Count Alajos Károlyi de Nagykároly (8 August 18252 December 1889) was an Austro-Hungarian diplomat.

Biography
He was born in Vienna, into the Hungarian noble family of Károlyi, whose fame dates from the time of Sándor Károlyi (1668–1743), one of the generals of Francis II Rákóczi, who in 1711 negotiated the peace of Szatmár between the insurgent Hungarians and the new king, the emperor Charles VI, was made a count of the Empire in 1712, and subsequently became a field marshal in the imperial army.

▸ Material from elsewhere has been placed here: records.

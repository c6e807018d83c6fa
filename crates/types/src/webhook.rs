use serde::{Deserialize, Serialize};
use uuid::Uuid;

/// Durable mapping from an unguessable identifier to a catalogue lookup key.
///
/// The serialized field names match the registry file written by earlier
/// releases, so existing `webhooks.json` files keep loading.
#[derive(Debug, Clone, PartialEq, Eq, Serialize, Deserialize)]
pub struct WebhookEntry {
    #[serde(rename = "CommandName")]
    pub command_name: String,
    pub command: String,
    pub uuid: String,
}

impl WebhookEntry {
    /// Create an entry with a freshly generated random UUID.
    pub fn new(command_name: impl Into<String>, command: impl Into<String>) -> Self {
        Self {
            command_name: command_name.into(),
            command: command.into(),
            uuid: Uuid::new_v4().to_string(),
        }
    }

    /// Whether this entry points at the command identified by `(name, command)`.
    pub fn targets(&self, command_name: &str, command: &str) -> bool {
        self.command_name == command_name && self.command == command
    }
}
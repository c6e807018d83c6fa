//! Atomic file replacement.
//!
//! New content is written to a sibling temporary file, flushed, and renamed
//! over the destination, so readers observe either the old or the new file.

use std::fs::{self, File};
use std::io::{self, Write};
use std::path::{Path, PathBuf};
use std::time::{SystemTime, UNIX_EPOCH};

/// Replace `path` with `bytes`, creating parent directories as needed.
pub fn write_atomically(path: &Path, bytes: &[u8]) -> io::Result<()> {
    let parent_directory = path
        .parent()
        .filter(|parent| !parent.as_os_str().is_empty())
        .unwrap_or_else(|| Path::new("."));
    fs::create_dir_all(parent_directory)?;

    let temp_path = build_temp_path(parent_directory, path);
    let write_result = (|| {
        let mut temp_file = File::create(&temp_path)?;
        temp_file.write_all(bytes)?;
        temp_file.sync_all()
    })();
    if let Err(error) = write_result {
        let _ = fs::remove_file(&temp_path);
        return Err(error);
    }

    fs::rename(&temp_path, path).inspect_err(|_| {
        let _ = fs::remove_file(&temp_path);
    })
}

fn build_temp_path(parent_directory: &Path, target: &Path) -> PathBuf {
    let process_identifier = std::process::id();
    let timestamp_nanos = SystemTime::now()
        .duration_since(UNIX_EPOCH)
        .map(|duration| duration.as_nanos())
        .unwrap_or_default();
    let stem = target
        .file_name()
        .map(|name| name.to_string_lossy().into_owned())
        .unwrap_or_else(|| "runny".to_string());
    parent_directory.join(format!(".{stem}-{process_identifier}-{timestamp_nanos}.tmp"))
}
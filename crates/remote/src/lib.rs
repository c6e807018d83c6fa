//! Remote execution of filled command lines.
//!
//! [`RemoteShell`] is the transport seam: it starts a command and hands back
//! its stdout/stderr as async readers plus a completion handle.
//! [`SshShell`] implements it with one fresh `russh` session per call.
//! [`RemoteRunner`] drives a shell either to completion ([`RemoteRunner::run_once`])
//! or as a live stream of accumulated output ([`RemoteRunner::run_streaming`]),
//! bounded by a timeout and a cancellation token.

pub mod buffer;
pub mod error;
pub mod runner;
pub mod scripted;
pub mod shell;
pub mod ssh;

pub use buffer::StreamBuffer;
pub use error::ExecError;
pub use runner::{ExecOptions, OutputChunk, OutputSink, OutputStream, RemoteRunner};
pub use scripted::{Script, ScriptedShell};
pub use shell::{ExitOutcome, RemoteProcess, RemoteShell};
pub use ssh::{SshConfig, SshShell};
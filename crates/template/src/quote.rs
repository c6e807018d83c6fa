//! Shell quoting of substituted argument values.
//!
//! [`QuotingMode::Heuristic`] keeps values readable for typical arguments but
//! does not neutralize backticks, `$(...)` or `;` inside an `any` value.
//! Templates that accept untrusted input should declare narrow types or run
//! with [`QuotingMode::Strict`].

use std::{fmt, str::FromStr};

use serde::{Deserialize, Serialize};

/// How substituted values are quoted.
#[derive(Debug, Clone, Copy, Default, PartialEq, Eq, Serialize, Deserialize)]
#[serde(rename_all = "lowercase")]
pub enum QuotingMode {
    #[default]
    Heuristic,
    /// POSIX single-quote encoding
    Strict,
}

impl fmt::Display for QuotingMode {
    fn fmt(&self, f: &mut fmt::Formatter<'_>) -> fmt::Result {
        match self {
            Self::Heuristic => f.write_str("heuristic"),
            Self::Strict => f.write_str("strict"),
        }
    }
}

impl FromStr for QuotingMode {
    type Err = String;

    fn from_str(s: &str) -> Result<Self, Self::Err> {
        match s.trim().to_ascii_lowercase().as_str() {
            "heuristic" => Ok(Self::Heuristic),
            "strict" => Ok(Self::Strict),
            other => Err(format!("unknown quoting mode '{other}' (expected 'heuristic' or 'strict')")),
        }
    }
}

/// Quote `value` for insertion into a command line.
///
/// ```rust
/// use runny_template::{QuotingMode, quote};
///
/// assert_eq!(quote("/home", QuotingMode::Heuristic), "/home");
/// assert_eq!(quote("Hello World", QuotingMode::Heuristic), "\"Hello World\"");
/// assert_eq!(quote("it's here", QuotingMode::Strict), "'it'\\''s here'");
/// ```
pub fn quote(value: &str, mode: QuotingMode) -> String {
    match mode {
        QuotingMode::Heuristic => quote_heuristic(value),
        QuotingMode::Strict => quote_strict(value),
    }
}

fn quote_heuristic(value: &str) -> String {
    let value = collapse_quote_runs(value);
    if !value.chars().any(char::is_whitespace) {
        return value;
    }
    if !has_unescaped(&value, '"') {
        return format!("\"{value}\"");
    }
    if !has_unescaped(&value, '\'') {
        return format!("'{value}'");
    }
    format!("\"{}\"", escape_unescaped_double_quotes(&value))
}

fn quote_strict(value: &str) -> String {
    if value.is_empty() {
        return "''".to_string();
    }
    if value.chars().all(is_shell_safe) {
        return value.to_string();
    }
    format!("'{}'", value.replace('\'', r"'\''"))
}

fn is_shell_safe(character: char) -> bool {
    character.is_ascii_alphanumeric() || matches!(character, '_' | '@' | '%' | '+' | '=' | ':' | ',' | '.' | '/' | '-')
}

fn is_quote(character: char) -> bool {
    character == '"' || character == '\''
}

/// Replace every run of adjacent quote characters with the run's last one.
fn collapse_quote_runs(value: &str) -> String {
    let mut collapsed = String::with_capacity(value.len());
    let mut previous_was_quote = false;
    for character in value.chars() {
        let current_is_quote = is_quote(character);
        if current_is_quote && previous_was_quote {
            collapsed.pop();
        }
        collapsed.push(character);
        previous_was_quote = current_is_quote;
    }
    collapsed
}

/// True if `quote` occurs preceded by an even number of backslashes.
fn has_unescaped(value: &str, quote: char) -> bool {
    let mut backslashes = 0usize;
    for character in value.chars() {
        if character == quote && backslashes % 2 == 0 {
            return true;
        }
        backslashes = if character == '\\' { backslashes + 1 } else { 0 };
    }
    false
}

fn escape_unescaped_double_quotes(value: &str) -> String {
    let mut escaped = String::with_capacity(value.len() + 8);
    let mut backslashes = 0usize;
    for character in value.chars() {
        if character == '"' && backslashes % 2 == 0 {
            escaped.push('\\');
        }
        escaped.push(character);
        backslashes = if character == '\\' { backslashes + 1 } else { 0 };
    }
    escaped
}
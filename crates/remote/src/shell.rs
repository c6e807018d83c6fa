use async_trait::async_trait;
use tokio::{io::AsyncRead, task::JoinHandle};

use crate::error::ExecError;

/// How a remote process ended.
#[derive(Debug, Clone, PartialEq, Eq)]
pub enum ExitOutcome {
    Code(u32),
    Signal(String),
    /// The channel closed without reporting a status or signal
    Missing,
}

/// A started remote command.
///
/// `stdout` and `stderr` reach end-of-file once the remote side finishes
/// writing. `completion` resolves after both pipes are closed and the
/// transport session has been released; aborting it tears the session down.
pub struct RemoteProcess {
    pub stdout: Box<dyn AsyncRead + Send + Unpin>,
    pub stderr: Box<dyn AsyncRead + Send + Unpin>,
    pub completion: JoinHandle<Result<ExitOutcome, ExecError>>,
}

impl std::fmt::Debug for RemoteProcess {
    fn fmt(&self, f: &mut std::fmt::Formatter<'_>) -> std::fmt::Result {
        f.debug_struct("RemoteProcess").finish_non_exhaustive()
    }
}

/// Transport able to start a command on the remote host.
#[async_trait]
pub trait RemoteShell: Send + Sync {
    async fn spawn(&self, command: &str) -> Result<RemoteProcess, ExecError>;
}
//! Accumulated output of one stream with carriage-return line overwrite.
//!
//! Rules, applied as bytes arrive:
//!
//! - a `\r` followed by anything other than `\n` discards the current line,
//!   so only the text after the last `\r` of a line survives;
//! - `\r\n` is a line ending and is kept verbatim;
//! - a `\r` at the very end of the received bytes is held back until the next
//!   byte shows which case applies. At end of stream it is dropped.
//!
//! Bytes are decoded as UTF-8; a multi-byte sequence split across reads is
//! completed by the next read, invalid sequences become U+FFFD.

const REPLACEMENT: char = '\u{FFFD}';

#[derive(Debug, Default, Clone)]
pub struct StreamBuffer {
    text: String,
    line_start: usize,
    carriage_return: bool,
    partial: Vec<u8>,
}

impl StreamBuffer {
    pub fn new() -> Self {
        Self::default()
    }

    /// Collapsed text received so far.
    pub fn text(&self) -> &str {
        &self.text
    }

    /// Feed the next bytes read from the stream.
    pub fn push(&mut self, bytes: &[u8]) {
        let mut input = std::mem::take(&mut self.partial);
        input.extend_from_slice(bytes);

        let mut remaining = input.as_slice();
        loop {
            match std::str::from_utf8(remaining) {
                Ok(valid) => {
                    self.push_str(valid);
                    break;
                }
                Err(error) => {
                    let (valid, rest) = remaining.split_at(error.valid_up_to());
                    // the prefix was just validated
                    self.push_str(std::str::from_utf8(valid).unwrap_or_default());
                    match error.error_len() {
                        Some(invalid) => {
                            self.push_char(REPLACEMENT);
                            remaining = &rest[invalid..];
                        }
                        None => {
                            self.partial = rest.to_vec();
                            break;
                        }
                    }
                }
            }
        }
    }

    /// Flush state at end of stream. Returns true if the text changed.
    pub fn finish(&mut self) -> bool {
        self.carriage_return = false;
        if self.partial.is_empty() {
            return false;
        }
        self.partial.clear();
        self.push_char(REPLACEMENT);
        true
    }

    fn push_str(&mut self, text: &str) {
        for character in text.chars() {
            self.push_char(character);
        }
    }

    fn push_char(&mut self, character: char) {
        if self.carriage_return {
            self.carriage_return = false;
            if character == '\n' {
                self.text.push_str("\r\n");
                self.line_start = self.text.len();
                return;
            }
            self.text.truncate(self.line_start);
        }

        match character {
            '\r' => self.carriage_return = true,
            '\n' => {
                self.text.push('\n');
                self.line_start = self.text.len();
            }
            other => self.text.push(other),
        }
    }
}

#[cfg(test)]
mod tests {
    use super::*;

    fn collapse(chunks: &[&[u8]]) -> String {
        let mut buffer = StreamBuffer::new();
        for chunk in chunks {
            buffer.push(chunk);
        }
        buffer.finish();
        buffer.text().to_string()
    }

    #[test]
    fn keeps_text_after_last_carriage_return() {
        assert_eq!(collapse(&[b"progress: 10%\rprogress: 50%\rprogress: 100%"]), "progress: 100%");
    }

    #[test]
    fn only_the_current_line_is_overwritten() {
        assert_eq!(collapse(&[b"header\n10%\r20%\nfooter"]), "header\n20%\nfooter");
    }

    #[test]
    fn crlf_is_a_line_ending() {
        assert_eq!(collapse(&[b"one\r\ntwo\r\n"]), "one\r\ntwo\r\n");
    }

    #[test]
    fn trailing_carriage_return_waits_for_next_read() {
        let mut buffer = StreamBuffer::new();
        buffer.push(b"line\r");
        assert_eq!(buffer.text(), "line");
        buffer.push(b"\nnext");
        assert_eq!(buffer.text(), "line\r\nnext");

        let mut buffer = StreamBuffer::new();
        buffer.push(b"50%\r");
        buffer.push(b"75%");
        assert_eq!(buffer.text(), "75%");
    }

    #[test]
    fn carriage_return_at_end_of_stream_is_dropped() {
        assert_eq!(collapse(&[b"done\r"]), "done");
    }

    #[test]
    fn utf8_split_across_reads_is_reassembled() {
        let bytes = "größe".as_bytes();
        let (first, second) = bytes.split_at(3);
        assert_eq!(collapse(&[first, second]), "größe");
    }

    #[test]
    fn invalid_utf8_is_replaced() {
        assert_eq!(collapse(&[b"ok \xff end"]), "ok \u{FFFD} end");
        assert_eq!(collapse(&[b"cut \xc3"]), "cut \u{FFFD}");
    }
}
use std::{io, path::PathBuf};

use thiserror::Error;

/// Errors raised while loading or mutating the command catalogue.
#[derive(Debug, Error)]
pub enum CatalogueError {
    #[error("failed to read catalogue '{path}': {source}")]
    Read {
        path: PathBuf,
        #[source]
        source: io::Error,
    },

    #[error("failed to write catalogue '{path}': {source}")]
    Write {
        path: PathBuf,
        #[source]
        source: io::Error,
    },

    #[error("Unauthorized: Command manipulation is disabled")]
    ManipulationDisabled,

    #[error("Command '{0}' already exists")]
    DuplicateName(String),

    #[error("Command '{0}' does not exist")]
    NotFound(String),

    #[error("{0}")]
    InvalidInput(String),
}

impl CatalogueError {
    pub fn invalid_input(message: impl Into<String>) -> Self {
        Self::InvalidInput(message.into())
    }
}

/// Errors raised by the webhook registry.
#[derive(Debug, Error)]
pub enum WebhookError {
    #[error("failed to read webhooks file '{path}': {source}")]
    Read {
        path: PathBuf,
        #[source]
        source: io::Error,
    },

    #[error("failed to write webhooks file '{path}': {source}")]
    Write {
        path: PathBuf,
        #[source]
        source: io::Error,
    },

    #[error("invalid webhooks file '{path}': {source}")]
    Json {
        path: PathBuf,
        #[source]
        source: serde_json::Error,
    },

    #[error("webhook for command '{0}' already exists")]
    Duplicate(String),

    #[error("webhook for command '{0}' not found")]
    NotFound(String),

    #[error("invalid webhook url: {0}")]
    Url(String),
}
pub mod fs_atomic;
pub mod path_processing;

pub use fs_atomic::write_atomically;
pub use path_processing::{clean_path, expand_tilde, is_clean_path};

Alajos Károlyi entered the Austrian diplomatic service at the age of 19, and in 1845 became an attaché to the Berlin embassy. He was assigned successively to Austrian embassies at various European capitals; from 1853 at the diplomatic mission in London. In 1858 he was sent to Saint Petersburg on a special mission to seek the support of Russia in the threatening Franco-Austrian War against Napoleon III.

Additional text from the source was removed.